Explosion Hits Iraq/Syria Oil Pipeline
(June 23, 2003)


By Hassan Hafidh
Reuters
http://www.reuters.com/
Monday, June 23, 2003

BAGHDAD (Reuters) - An explosion hit a stalled Iraq oil pipeline on the Syrian border on Monday and firefighters put out a blaze at a gas pipeline damaged in an earlier blast.

"An explosion took place in the oil pipeline near the Syrian border at 1:00 a.m. last night," said an Iraqi Oil Ministry official.
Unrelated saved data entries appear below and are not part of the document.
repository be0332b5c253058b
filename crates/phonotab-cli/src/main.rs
//! Phonotab CLI
//!
//! Command-line interface for the rule-cascade prediction workflow:
//! - Tabulating harness predictions by rule-firing signature (`tabulate`)
//! - Reconciling false negatives back into the correct bucket (`reconcile`)
//! - Replaying one word through the cascade (`trace`)
//! - Corpus/lexicon formatting utilities (`corpus`)

use anyhow::{Context, Result};
use clap::{Parser, Subcommand};
use colored::Colorize;
use phonotab_rules::derivation;
use std::path::PathBuf;

mod corpus;
mod tabulation;

#[derive(Parser)]
#[command(name = "phonotab")]
#[command(
    author,
    version,
    about = "Phonotab: rule-trace and prediction tabulation for phonological grammars"
)]
struct Cli {
    #[command(subcommand)]
    command: Commands,
}

#[derive(Subcommand)]
enum Commands {
    /// Reconcile predictions, tabulate them by firing signature, and write
    /// the count table plus per-signature example listings.
    Tabulate {
        /// Cascade source file (rule definitions, in order)
        #[arg(short, long)]
        grammar: PathBuf,
        /// Directory holding correct-made.txt, correct-missed.txt,
        /// incorrect-made.txt
        #[arg(short, long)]
        predictions_dir: PathBuf,
        /// Output directory for the report files
        #[arg(short, long)]
        out: PathBuf,
        /// Report only correct-prediction counts and examples
        #[arg(long)]
        correct_only: bool,
        /// Report only incorrect-prediction counts and examples
        #[arg(long)]
        incorrect_only: bool,
        /// Count table format
        #[arg(long, default_value = "text")]
        format: String,
        /// Append to the count file instead of overwriting it
        #[arg(short, long)]
        append: bool,
    },

    /// Run the reconciliation pass standalone: rewrite the three prediction
    /// files with false negatives migrated, and write the side tables.
    Reconcile {
        /// Directory holding correct-made.txt, correct-missed.txt,
        /// incorrect-made.txt (rewritten in place)
        #[arg(short, long)]
        predictions_dir: PathBuf,
    },

    /// Replay one underlying form through the cascade and print its
    /// derivation.
    Trace {
        /// Cascade source file
        #[arg(short, long)]
        grammar: PathBuf,
        /// The underlying form to trace
        word: String,
    },

    /// Corpus and lexicon formatting utilities.
    Corpus {
        #[command(subcommand)]
        command: corpus::CorpusCommands,
    },
}

fn main() -> Result<()> {
    tracing_subscriber::fmt()
        .with_env_filter(tracing_subscriber::EnvFilter::from_default_env())
        .with_writer(std::io::stderr)
        .init();

    let cli = Cli::parse();
    match cli.command {
        Commands::Tabulate {
            grammar,
            predictions_dir,
            out,
            correct_only,
            incorrect_only,
            format,
            append,
        } => {
            let filter = tabulation::outcome_filter(correct_only, incorrect_only)?;
            tabulation::cmd_tabulate(&grammar, &predictions_dir, &out, filter, &format, append)
        }
        Commands::Reconcile { predictions_dir } => tabulation::cmd_reconcile(&predictions_dir),
        Commands::Trace { grammar, word } => cmd_trace(&grammar, &word),
        Commands::Corpus { command } => corpus::cmd_corpus(command),
    }
}

fn cmd_trace(grammar: &PathBuf, word: &str) -> Result<()> {
    let text = std::fs::read_to_string(grammar)
        .with_context(|| format!("failed to read cascade `{}`", grammar.display()))?;
    let cascade = phonotab_rules::Cascade::readrules(&text)?;

    let steps = derivation(&cascade, word)?;
    println!("{word}");
    let mut surface = word.to_string();
    for step in &steps {
        println!("  {} {}", step.rule.cyan(), step.output);
        surface = step.output.clone();
    }
    if steps.is_empty() {
        println!("  {}", "(no rules fired)".dimmed());
    }
    println!("{}", surface.green().bold());
    Ok(())
}
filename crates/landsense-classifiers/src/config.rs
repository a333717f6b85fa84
//! Configuration for the classifier and model loading

use crate::fallback::FallbackPredictor;
use crate::manifest::ModelManifest;
use crate::model_loader::ModelSource;
use crate::orchestrator::LandCoverClassifier;
use landsense_core::{Error, LabelSet, Result};
use serde::{Deserialize, Serialize};
use std::path::{Path, PathBuf};
use tracing::{info, warn};

/// Configuration for the land-cover classifier
#[derive(Debug, Clone, Serialize, Deserialize)]
pub struct ClassifierConfig {
    /// Model source specification
    #[serde(default = "default_model")]
    pub model: ModelSourceSpec,

    /// Path to the model manifest listing classes in output order
    #[serde(default = "default_manifest")]
    pub manifest: PathBuf,

    /// Seed for reproducible demo predictions
    #[serde(default)]
    pub fallback_seed: Option<u64>,
}

/// Model source specification (for config files)
#[derive(Debug, Clone, PartialEq, Eq, Serialize, Deserialize)]
#[serde(untagged)]
pub enum ModelSourceSpec {
    /// Local file path
    Local {
        path: PathBuf,
    },

    /// Hugging Face Hub
    HuggingFace {
        repo_id: String,
        filename: String,
        revision: Option<String>,
    },
}

impl Default for ClassifierConfig {
    fn default() -> Self {
        Self {
            model: default_model(),
            manifest: default_manifest(),
            fallback_seed: None,
        }
    }
}

impl ClassifierConfig {
    /// Load from YAML string
    pub fn from_yaml(yaml: &str) -> Result<Self> {
        serde_yaml::from_str(yaml)
            .map_err(|e| Error::config(format!("Invalid classifier config: {}", e)))
    }

    /// Load from file
    pub fn from_file(path: impl AsRef<Path>) -> Result<Self> {
        let path = path.as_ref();
        let content = std::fs::read_to_string(path).map_err(|e| {
            Error::config(format!("Failed to read config {}: {}", path.display(), e))
        })?;
        Self::from_yaml(&content)
    }

    /// Convert to a ModelSource for loading
    pub fn to_model_source(&self) -> ModelSource {
        match &self.model {
            ModelSourceSpec::Local { path } => ModelSource::LocalPath(path.clone()),
            ModelSourceSpec::HuggingFace {
                repo_id,
                filename,
                revision,
            } => ModelSource::HuggingFace {
                repo_id: repo_id.clone(),
                revision: revision.clone(),
                filename: filename.clone(),
            },
        }
    }

    /// Labels from the manifest, or the EuroSAT classes if it cannot be used
    pub fn load_labels(&self) -> LabelSet {
        match ModelManifest::from_file(&self.manifest).and_then(|m| m.labels()) {
            Ok(labels) => {
                info!(
                    "Loaded {} classes from {}",
                    labels.len(),
                    self.manifest.display()
                );
                labels
            }
            Err(e) => {
                warn!("Using default EuroSAT classes: {}", e);
                LabelSet::eurosat()
            }
        }
    }

    /// Fallback predictor honoring the configured seed
    pub fn fallback(&self) -> FallbackPredictor {
        match self.fallback_seed {
            Some(seed) => FallbackPredictor::seeded(seed),
            None => FallbackPredictor::new(),
        }
    }

    /// Build an uninitialized classifier from this configuration
    pub fn build_classifier(&self) -> LandCoverClassifier {
        LandCoverClassifier::new(self.load_labels()).with_fallback(self.fallback())
    }
}

fn default_model() -> ModelSourceSpec {
    ModelSourceSpec::Local {
        path: PathBuf::from("./models/crop_model_web.onnx"),
    }
}

fn default_manifest() -> PathBuf {
    PathBuf::from("./models/model_config.json")
}
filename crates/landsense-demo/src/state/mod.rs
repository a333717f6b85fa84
pub mod app_state;

pub use app_state::*;
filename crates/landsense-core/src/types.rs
//! Core types for LandSense

use crate::error::{Error, Result};
use serde::{Deserialize, Serialize};
use std::collections::HashSet;
use std::fmt;
use std::ops::Deref;
use std::sync::Arc;

/// EuroSAT land-cover classes, in model output order
pub const EUROSAT_CLASSES: [&str; 10] = [
    "AnnualCrop",
    "Forest",
    "HerbaceousVegetation",
    "Highway",
    "Industrial",
    "Pasture",
    "PermanentCrop",
    "Residential",
    "River",
    "SeaLake",
];

/// Identifier of one land-cover category
#[derive(Debug, Clone, PartialEq, Eq, Hash, Serialize, Deserialize)]
#[serde(transparent)]
pub struct ClassLabel(String);

impl ClassLabel {
    /// Create a new class label
    pub fn new(name: impl Into<String>) -> Self {
        Self(name.into())
    }

    /// Get the label text
    pub fn as_str(&self) -> &str {
        &self.0
    }
}

impl fmt::Display for ClassLabel {
    fn fmt(&self, f: &mut fmt::Formatter<'_>) -> fmt::Result {
        f.pad(&self.0)
    }
}

impl AsRef<str> for ClassLabel {
    fn as_ref(&self) -> &str {
        &self.0
    }
}

impl From<&str> for ClassLabel {
    fn from(value: &str) -> Self {
        Self::new(value)
    }
}

impl From<String> for ClassLabel {
    fn from(value: String) -> Self {
        Self(value)
    }
}

impl PartialEq<&str> for ClassLabel {
    fn eq(&self, other: &&str) -> bool {
        self.0 == *other
    }
}

/// Ordered, validated list of class labels.
///
/// The position of a label is the index of its score in the model's output
/// vector. A set always holds at least two distinct, non-empty labels and is
/// cheap to clone and share between requests.
#[derive(Debug, Clone, PartialEq, Eq)]
pub struct LabelSet(Arc<[ClassLabel]>);

impl LabelSet {
    /// Build a label set, rejecting lists that cannot form a distribution
    pub fn new<I, L>(labels: I) -> Result<Self>
    where
        I: IntoIterator<Item = L>,
        L: Into<ClassLabel>,
    {
        let labels: Vec<ClassLabel> = labels.into_iter().map(Into::into).collect();

        if labels.len() < 2 {
            return Err(Error::config(format!(
                "label list needs at least 2 classes, got {}",
                labels.len()
            )));
        }

        let mut seen = HashSet::with_capacity(labels.len());
        for label in &labels {
            if label.as_str().trim().is_empty() {
                return Err(Error::config("label list contains an empty label"));
            }
            if !seen.insert(label.as_str()) {
                return Err(Error::config(format!("duplicate label '{}'", label)));
            }
        }

        Ok(Self(labels.into()))
    }

    /// The ten EuroSAT classes
    pub fn eurosat() -> Self {
        Self(EUROSAT_CLASSES.iter().map(|s| ClassLabel::from(*s)).collect())
    }

    /// Labels as a slice
    pub fn as_slice(&self) -> &[ClassLabel] {
        &self.0
    }

    /// Find the output index of a label
    pub fn index_of(&self, name: &str) -> Option<usize> {
        self.0.iter().position(|l| l.as_str() == name)
    }
}

impl Default for LabelSet {
    fn default() -> Self {
        Self::eurosat()
    }
}

impl Deref for LabelSet {
    type Target = [ClassLabel];

    fn deref(&self) -> &Self::Target {
        &self.0
    }
}

/// A single label with its confidence in [0, 1]
#[derive(Debug, Clone, PartialEq, Serialize)]
pub struct Prediction {
    /// Land-cover class
    pub label: ClassLabel,

    /// Probability assigned to the class
    pub confidence: f64,
}

impl Prediction {
    /// Create a new prediction
    pub fn new(label: impl Into<ClassLabel>, confidence: f64) -> Self {
        Self {
            label: label.into(),
            confidence,
        }
    }
}

/// Predictions for every known class, sorted by descending confidence.
///
/// Sorting is stable, so equal confidences keep their label order.
#[derive(Debug, Clone, PartialEq, Serialize)]
#[serde(transparent)]
pub struct PredictionSet(Vec<Prediction>);

impl PredictionSet {
    /// Sort predictions into a ranked set
    pub fn from_unsorted(mut predictions: Vec<Prediction>) -> Self {
        predictions.sort_by(|a, b| b.confidence.total_cmp(&a.confidence));
        Self(predictions)
    }

    /// Highest-confidence prediction
    pub fn top(&self) -> Option<&Prediction> {
        self.0.first()
    }

    /// Iterate in rank order
    pub fn iter(&self) -> std::slice::Iter<'_, Prediction> {
        self.0.iter()
    }

    /// Number of predictions
    pub fn len(&self) -> usize {
        self.0.len()
    }

    /// Check if the set is empty
    pub fn is_empty(&self) -> bool {
        self.0.is_empty()
    }

    /// Sum of all confidences (1.0 for a valid set, within rounding)
    pub fn total(&self) -> f64 {
        self.0.iter().map(|p| p.confidence).sum()
    }

    /// Confidence for a specific label
    pub fn confidence_of(&self, label: &str) -> Option<f64> {
        self.0
            .iter()
            .find(|p| p.label.as_str() == label)
            .map(|p| p.confidence)
    }

    /// Predictions as a slice
    pub fn as_slice(&self) -> &[Prediction] {
        &self.0
    }

    /// Consume into the ranked vector
    pub fn into_vec(self) -> Vec<Prediction> {
        self.0
    }
}

impl<'a> IntoIterator for &'a PredictionSet {
    type Item = &'a Prediction;
    type IntoIter = std::slice::Iter<'a, Prediction>;

    fn into_iter(self) -> Self::IntoIter {
        self.0.iter()
    }
}

/// Outcome of one classification request
#[derive(Debug, Clone, Serialize)]
pub struct ClassificationResult {
    /// Ranked predictions
    pub predictions: PredictionSet,

    /// Wall-clock time of the path that produced the predictions (milliseconds)
    pub processing_time_ms: u64,

    /// False when the predictions are synthetic
    pub used_real_model: bool,
}

impl ClassificationResult {
    /// Create a new classification result
    pub fn new(predictions: PredictionSet, processing_time_ms: u64, used_real_model: bool) -> Self {
        Self {
            predictions,
            processing_time_ms,
            used_real_model,
        }
    }

    /// Highest-confidence prediction
    pub fn top(&self) -> Option<&Prediction> {
        self.predictions.top()
    }
}

#[cfg(test)]
mod tests {
    use super::*;

    #[test]
    fn test_label_set_validation() {
        assert!(LabelSet::new(["Forest", "River"]).is_ok());
        assert!(matches!(LabelSet::new(["Forest"]), Err(Error::Config(_))));
        assert!(matches!(
            LabelSet::new(Vec::<String>::new()),
            Err(Error::Config(_))
        ));
        assert!(matches!(
            LabelSet::new(["Forest", "Forest"]),
            Err(Error::Config(_))
        ));
        assert!(matches!(LabelSet::new(["Forest", " "]), Err(Error::Config(_))));
    }

    #[test]
    fn test_eurosat_defaults() {
        let labels = LabelSet::default();
        assert_eq!(labels.len(), 10);
        assert_eq!(labels[0], "AnnualCrop");
        assert_eq!(labels.index_of("SeaLake"), Some(9));
        assert_eq!(labels.index_of("Desert"), None);
    }

    #[test]
    fn test_prediction_set_sorts_stably() {
        let set = PredictionSet::from_unsorted(vec![
            Prediction::new("A", 0.2),
            Prediction::new("B", 0.4),
            Prediction::new("C", 0.2),
            Prediction::new("D", 0.2),
        ]);

        let order: Vec<&str> = set.iter().map(|p| p.label.as_str()).collect();
        assert_eq!(order, vec!["B", "A", "C", "D"]);
        assert_eq!(set.top().map(|p| p.label.as_str()), Some("B"));
        assert!((set.total() - 1.0).abs() < 1e-12);
        assert_eq!(set.confidence_of("C"), Some(0.2));
    }

    #[test]
    fn test_result_serializes_flat() {
        let result = ClassificationResult::new(
            PredictionSet::from_unsorted(vec![
                Prediction::new("River", 0.25),
                Prediction::new("Forest", 0.75),
            ]),
            12,
            true,
        );

        let json = serde_json::to_value(&result).unwrap();
        assert_eq!(json["processing_time_ms"], 12);
        assert_eq!(json["used_real_model"], true);
        assert_eq!(json["predictions"][0]["label"], "Forest");
        assert_eq!(json["predictions"][1]["confidence"], 0.25);
    }

    #[test]
    fn test_label_list_serializes_as_strings() {
        let labels = LabelSet::new(["Forest", "River"]).unwrap();
        let json = serde_json::to_value(labels.to_vec()).unwrap();
        assert_eq!(json, serde_json::json!(["Forest", "River"]));
    }
}
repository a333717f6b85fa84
use clap::{Parser, Subcommand};
use landsense_classifiers::SampleKind;
use std::path::PathBuf;

#[derive(Parser, Debug)]
#[command(name = "landsense-demo")]
#[command(
    author,
    version,
    about = "Land-cover classification of satellite image tiles"
)]
#[command(propagate_version = true)]
pub struct Cli {
    #[command(subcommand)]
    pub command: Commands,
}

#[derive(Subcommand, Debug)]
pub enum Commands {
    /// Classify one image file
    Classify {
        /// Image to classify (PNG, JPEG, GIF, BMP, TIFF or WebP)
        image: PathBuf,

        /// Config file path
        #[arg(short, long, env = "LANDSENSE_CONFIG")]
        config: Option<PathBuf>,

        /// Print the result as JSON
        #[arg(long)]
        json: bool,

        /// Enable verbose logging
        #[arg(short, long)]
        verbose: bool,
    },

    /// Write a synthetic sample image
    Sample {
        /// Landscape kind: forest, farm, city or water
        #[arg(value_parser = parse_kind)]
        kind: SampleKind,

        /// Output PNG path
        out: PathBuf,

        /// Seed for the texture speckles
        #[arg(long)]
        seed: Option<u64>,
    },

    /// Start the HTTP API server
    Serve {
        /// Listen port (overrides the config file)
        #[arg(short, long)]
        port: Option<u16>,

        /// Listen address (overrides the config file)
        #[arg(short, long)]
        address: Option<String>,

        /// Config file path
        #[arg(short, long, env = "LANDSENSE_CONFIG")]
        config: Option<PathBuf>,

        /// Enable verbose logging
        #[arg(short, long)]
        verbose: bool,
    },
}

fn parse_kind(s: &str) -> Result<SampleKind, String> {
    s.parse().map_err(|e: landsense_core::Error| e.to_string())
}

#[cfg(test)]
mod tests {
    use super::*;

    #[test]
    fn test_parse_classify() {
        let cli = Cli::try_parse_from(["landsense-demo", "classify", "tile.png", "--json"]).unwrap();
        match cli.command {
            Commands::Classify { image, json, config, .. } => {
                assert_eq!(image, PathBuf::from("tile.png"));
                assert!(json);
                assert!(config.is_none() || std::env::var("LANDSENSE_CONFIG").is_ok());
            }
            other => panic!("unexpected command: {:?}", other),
        }
    }

    #[test]
    fn test_parse_sample() {
        let cli = Cli::try_parse_from(["landsense-demo", "sample", "water", "out.png"]).unwrap();
        assert!(matches!(
            cli.command,
            Commands::Sample { kind: SampleKind::Water, .. }
        ));

        assert!(Cli::try_parse_from(["landsense-demo", "sample", "desert", "out.png"]).is_err());
    }

    #[test]
    fn test_parse_serve_overrides() {
        let cli = Cli::try_parse_from(["landsense-demo", "serve", "--port", "8081"]).unwrap();
        match cli.command {
            Commands::Serve { port, address, .. } => {
                assert_eq!(port, Some(8081));
                assert!(address.is_none());
            }
            other => panic!("unexpected command: {:?}", other),
        }
    }
}
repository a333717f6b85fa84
//! ONNX inference backend built on candle-onnx
//!
//! Graphs are evaluated on the CPU. Evaluation is CPU-bound and runs on the
//! blocking thread pool so it never stalls the async runtime.

use crate::backend::{InferenceBackend, ModelLoaderPlugin};
use crate::model_loader::{resolve_model_path, ModelSource};
use async_trait::async_trait;
use candle_core::{DType, Device, Tensor};
use candle_onnx::onnx::ModelProto;
use landsense_core::{Error, ImageTensor, Result};
use std::collections::{HashMap, HashSet};
use std::path::Path;
use std::sync::Arc;
use tracing::{debug, info};

/// A loaded ONNX graph with one image input and one score output
pub struct OnnxBackend {
    name: String,
    model: Arc<ModelProto>,
    input_name: String,
    output_name: String,
}

impl OnnxBackend {
    /// Read and inspect an ONNX file.
    ///
    /// The input is the first graph input that is not an initializer; the
    /// output is the first graph output.
    pub fn from_file(path: &Path) -> Result<Self> {
        let model = candle_onnx::read_file(path)
            .map_err(|e| Error::load(format!("Failed to read ONNX model {}: {}", path.display(), e)))?;

        let graph = model
            .graph
            .as_ref()
            .ok_or_else(|| Error::load(format!("ONNX model {} has no graph", path.display())))?;

        let initializers: HashSet<&str> =
            graph.initializer.iter().map(|t| t.name.as_str()).collect();

        let input_name = graph
            .input
            .iter()
            .map(|i| i.name.as_str())
            .find(|name| !initializers.contains(name))
            .ok_or_else(|| Error::load("ONNX graph declares no image input"))?
            .to_string();

        let output_name = graph
            .output
            .first()
            .map(|o| o.name.clone())
            .ok_or_else(|| Error::load("ONNX graph declares no output"))?;

        let name = path
            .file_stem()
            .map(|s| s.to_string_lossy().into_owned())
            .unwrap_or_else(|| "onnx".to_string());

        debug!(
            "ONNX graph '{}': input '{}', output '{}'",
            name, input_name, output_name
        );

        Ok(Self {
            name,
            model: Arc::new(model),
            input_name,
            output_name,
        })
    }

    /// Name of the graph input fed with the image tensor
    pub fn input_name(&self) -> &str {
        &self.input_name
    }

    /// Name of the graph output read as class scores
    pub fn output_name(&self) -> &str {
        &self.output_name
    }
}

fn evaluate(
    model: &ModelProto,
    input_name: &str,
    output_name: &str,
    data: Vec<f32>,
) -> Result<Vec<f32>> {
    let input = Tensor::from_vec(data, ImageTensor::SHAPE.to_vec(), &Device::Cpu)
        .map_err(|e| Error::inference(format!("Failed to build input tensor: {}", e)))?;

    let mut inputs = HashMap::new();
    inputs.insert(input_name.to_string(), input);

    let mut outputs = candle_onnx::simple_eval(model, inputs)
        .map_err(|e| Error::inference(format!("ONNX evaluation failed: {}", e)))?;

    let scores = outputs
        .remove(output_name)
        .ok_or_else(|| Error::inference(format!("ONNX output '{}' missing", output_name)))?;

    scores
        .flatten_all()
        .and_then(|t| t.to_dtype(DType::F32))
        .and_then(|t| t.to_vec1::<f32>())
        .map_err(|e| Error::inference(format!("Failed to read ONNX output: {}", e)))
}

#[async_trait]
impl InferenceBackend for OnnxBackend {
    async fn run(&self, tensor: &ImageTensor) -> Result<Vec<f32>> {
        let model = Arc::clone(&self.model);
        let input_name = self.input_name.clone();
        let output_name = self.output_name.clone();
        let data = tensor.as_slice().to_vec();

        tokio::task::spawn_blocking(move || evaluate(&model, &input_name, &output_name, data))
            .await
            .map_err(|e| Error::internal(format!("ONNX evaluation task failed: {}", e)))?
    }

    fn name(&self) -> &str {
        &self.name
    }
}

/// Default loader: resolves the source and reads it as an ONNX graph
#[derive(Debug, Default, Clone, Copy)]
pub struct OnnxModelLoader;

impl OnnxModelLoader {
    pub fn new() -> Self {
        Self
    }
}

#[async_trait]
impl ModelLoaderPlugin for OnnxModelLoader {
    async fn load_backend(&self, source: &ModelSource) -> Result<Arc<dyn InferenceBackend>> {
        let source = source.clone();

        let backend = tokio::task::spawn_blocking(move || {
            let path = resolve_model_path(&source)?;
            info!("Reading ONNX model from {}", path.display());
            OnnxBackend::from_file(&path)
        })
        .await
        .map_err(|e| Error::load(format!("Model loading task failed: {}", e)))??;

        Ok(Arc::new(backend))
    }
}
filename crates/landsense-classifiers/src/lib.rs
//! LandSense Classifiers
//!
//! Land-cover classification of satellite and aerial image tiles.
//!
//! A request flows through four stages:
//! - Preprocessing: decode, resize to 224x224, ImageNet-normalize, channel-major layout
//! - Inference: an ONNX graph behind a one-time initialized adapter
//! - Postprocessing: softmax and ranking against the model's label list
//! - Fallback: synthetic predictions while the model is unavailable (demo mode)
//!
//! [`LandCoverClassifier`] ties the stages together. Only undecodable input
//! surfaces as an error; every other failure degrades to demo mode.

pub mod adapter;
pub mod backend;
pub mod config;
pub mod fallback;
pub mod manifest;
pub mod model_loader;
#[cfg(feature = "ml-models")]
pub mod onnx;
pub mod orchestrator;
pub mod postprocess;
pub mod preprocess;
pub mod sample;

pub use adapter::{AdapterState, InferenceAdapter};
pub use backend::{InferenceBackend, ModelLoaderPlugin};
pub use config::{ClassifierConfig, ModelSourceSpec};
pub use fallback::FallbackPredictor;
pub use manifest::ModelManifest;
pub use model_loader::{resolve_model_path, ModelSource};
#[cfg(feature = "ml-models")]
pub use onnx::{OnnxBackend, OnnxModelLoader};
pub use orchestrator::{spawn_initialize, LandCoverClassifier};
pub use postprocess::{softmax, to_predictions};
pub use preprocess::{validate_image, TensorPreprocessor};
pub use sample::SampleKind;

/// Prelude for convenient imports
pub mod prelude {
    pub use crate::adapter::AdapterState;
    pub use crate::backend::{InferenceBackend, ModelLoaderPlugin};
    pub use crate::config::ClassifierConfig;
    pub use crate::fallback::FallbackPredictor;
    pub use crate::model_loader::ModelSource;
    pub use crate::orchestrator::LandCoverClassifier;
    pub use crate::sample::SampleKind;
    pub use landsense_core::prelude::*;
}
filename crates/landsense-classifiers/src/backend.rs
//! Inference backend trait and loader extension point

use crate::model_loader::ModelSource;
use async_trait::async_trait;
use landsense_core::{ImageTensor, Result};
use std::sync::Arc;

/// A loaded model session that maps one image tensor to raw class scores
#[async_trait]
pub trait InferenceBackend: Send + Sync {
    /// Run the model on a `[1, 3, 224, 224]` tensor.
    ///
    /// Returns unnormalized scores (logits) in label order.
    async fn run(&self, tensor: &ImageTensor) -> Result<Vec<f32>>;

    /// Get the backend or model name
    fn name(&self) -> &str;
}

/// Pluggable backend for loading inference sessions.
///
/// Implement this trait to provide alternative runtimes (or test doubles)
/// without coupling the pipeline to a specific inference engine.
#[async_trait]
pub trait ModelLoaderPlugin: Send + Sync {
    /// Load a model session from the given source.
    async fn load_backend(&self, source: &ModelSource) -> Result<Arc<dyn InferenceBackend>>;
}
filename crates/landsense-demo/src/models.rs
//! Demo configuration and API payloads

use landsense_classifiers::{AdapterState, ClassifierConfig};
use landsense_core::ClassLabel;
use serde::{Deserialize, Serialize};
use std::path::Path;

/// Largest accepted upload (10 MB)
pub const DEFAULT_BODY_LIMIT: usize = 10 * 1024 * 1024;

/// Demo configuration: the classifier settings plus the HTTP server section
#[derive(Debug, Clone, Default, Serialize, Deserialize)]
pub struct DemoConfig {
    /// Model, manifest and fallback settings
    #[serde(flatten)]
    pub classifier: ClassifierConfig,

    /// HTTP server settings
    #[serde(default)]
    pub server: ServerConfig,
}

/// HTTP server settings
#[derive(Debug, Clone, Serialize, Deserialize)]
pub struct ServerConfig {
    /// Listen address
    #[serde(default = "default_address")]
    pub address: String,

    /// Listen port
    #[serde(default = "default_port")]
    pub port: u16,

    /// Maximum upload size in bytes
    #[serde(default = "default_body_limit")]
    pub body_limit: usize,

    /// Origins allowed by CORS; empty allows any origin
    #[serde(default)]
    pub cors_origins: Vec<String>,
}

impl Default for ServerConfig {
    fn default() -> Self {
        Self {
            address: default_address(),
            port: default_port(),
            body_limit: default_body_limit(),
            cors_origins: Vec::new(),
        }
    }
}

impl DemoConfig {
    /// Load from YAML string
    pub fn from_yaml(yaml: &str) -> anyhow::Result<Self> {
        Ok(serde_yaml::from_str(yaml)?)
    }

    /// Load from file
    pub fn from_file(path: impl AsRef<Path>) -> anyhow::Result<Self> {
        let content = std::fs::read_to_string(path)?;
        Self::from_yaml(&content)
    }

    /// Load from an optional file, using defaults when none is given
    pub fn load(path: Option<&Path>) -> anyhow::Result<Self> {
        match path {
            Some(path) => Self::from_file(path),
            None => Ok(Self::default()),
        }
    }
}

fn default_address() -> String {
    "127.0.0.1".to_string()
}

fn default_port() -> u16 {
    3000
}

fn default_body_limit() -> usize {
    DEFAULT_BODY_LIMIT
}

/// Response of `GET /api/status`
#[derive(Debug, Clone, Serialize)]
pub struct StatusResponse {
    /// Inference adapter state
    pub model: AdapterState,

    /// True while requests are served with synthetic predictions
    pub demo_mode: bool,

    /// Labels in model output order
    pub labels: Vec<ClassLabel>,

    /// Seconds since the server started
    pub uptime_secs: u64,
}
He gave no details.

The U.S. military said it was checking the report.

Washington halted the Syrian pipeline by bombing a pumping station during its invasion of Iraq in April, stopping some 200,000 barrels a day of exports at preferential prices.

The U.S. has not announced any intention of reopening the pipeline, and lists Damascus as "a state sponsor of terrorism."

The Syrian pipeline is Iraq's second largest cross-border export link after the northern pipeline which runs from the Kirkuk fields to Ceyhan on Turkey's Mediterranean coast.

Iraq resumed its first oil exports since the war from Ceyhan on Sunday and pumping on the Ceyhan line is expected to restart by mid-July.

GAS BLAST

Witnesses at the damaged gas pipeline in the western desert said Iraqi civil defense workers had used foam to extinguish a fire that had raged since the blast there on Saturday night.

Oil Ministry officials said that explosion was the work of saboteurs. The U.S. military has not confirmed this.

U.S. officials have said another pipeline explosion and fire that damaged Iraq's main oil export line to Turkey earlier this month was caused by a gas leak. An Oil Ministry official said on Thursday the line was back in working order.

The explosions are hampering efforts to revive Iraq's battered oil sector, the main hope for economic recovery.

"We have started to assess damage inflicted on the gas pipeline near Hit," said Nabil Lamuza, head of planning and studies at the oil ministry, adding that it would take three to five days to repair the damage.

"This is an act of sabotage that will directly hurt the Iraqi people. It will reduce supplies of gas to main power stations," he told Reuters.

Lamuza said an oil pipeline that runs parallel to the gas line and links Iraq's northern and southern oilfields was undamaged. Earlier reports said the oil pipeline had been hit.

Some Iraqis believe the latest pipeline explosions are the work of people angered by last week's prediction by Israeli Foreign Minister Benjamin Netanyahu that an oil pipeline from Iraq to Haifa that has been disused since 1948 will reopen.

"It is better to burn the oil than sell it to Israel," said one Iraqi as he watched the gas pipeline fire near the town of Hit, about 140 km (90 miles) northwest of Baghdad.

De facto oil minister Thamir Ghadhban told the Israeli daily Maariv on the sidelines of an economic meeting in Jordan that Iraq had no intention of selling oil to Israel. Ghadhban, the first Iraqi official known to have spoken to an Israeli newspaper, said the old Mosul-Haifa pipeline was dead.

Iraq had been technically at war with Israel until the U.S.- led invasion that toppled Saddam Hussein on April 9.